⟨

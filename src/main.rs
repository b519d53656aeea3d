//! gpwd: a small random password generator.
//!
//! This file is the application entry point. It is kept small and is
//! responsible only for:
//!
//! - Parsing CLI arguments
//! - Setting up logging
//! - Handing off to the command layer and returning its exit status
//!
//! Flag definitions live in `cli.rs`, output helpers in `ui.rs`, and all
//! generation logic in the `gpwd` library.

use std::process::ExitCode;

use clap::Parser;

mod cli;
mod commands;
mod ui;

fn main() -> ExitCode {
    let cli = cli::Cli::parse();
    ui::init_logging(cli.verbose);
    commands::dispatch(cli)
}
//! Terminal output and logging setup for gpwd.
//!
//! Everything the binary writes goes through here. No generation logic
//! should live in this module.

use std::io::{self, Write};

use tracing_subscriber::EnvFilter;

use gpwd::{ClipboardError, Password};

pub const BANNER: &str = "=== Generated passwords ===";

/// Install the stderr log subscriber. `RUST_LOG` wins over `-v`.
pub fn init_logging(verbose: u8) {
    let fallback = match verbose {
        0 => "warn",
        1 => "info",
        _ => "debug",
    };
    let filter = EnvFilter::try_from_default_env().unwrap_or_else(|_| EnvFilter::new(fallback));

    tracing_subscriber::fmt()
        .with_env_filter(filter)
        .with_writer(io::stderr)
        .with_target(false)
        .compact()
        .init();
}

pub fn print_passwords<W: Write>(out: &mut W, passwords: &[Password]) -> io::Result<()> {
    writeln!(out, "{}", BANNER)?;
    for (i, pwd) in passwords.iter().enumerate() {
        writeln!(out, "{}. {}", i + 1, pwd)?;
    }
    Ok(())
}

pub fn report_clipboard<W: Write, E: Write>(
    out: &mut W,
    err: &mut E,
    result: Result<(), ClipboardError>,
) -> io::Result<()> {
    match result {
        Ok(()) => writeln!(out, "\nFirst password copied to clipboard."),
        Err(e) => {
            tracing::warn!(error = %e, "clipboard export failed");
            writeln!(err, "Failed to copy to clipboard: {}", e)
        }
    }
}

⟩

Begin with the line that has "Setting up logging" in the listing above and end after the line that has "mod commands;"; output those lines exactly.

//! - Setting up logging
//! - Handing off to the command layer and returning its exit status
//!
//! Flag definitions live in `cli.rs`, output helpers in `ui.rs`, and all
//! generation logic in the `gpwd` library.

use std::process::ExitCode;

use clap::Parser;

mod cli;
mod commands;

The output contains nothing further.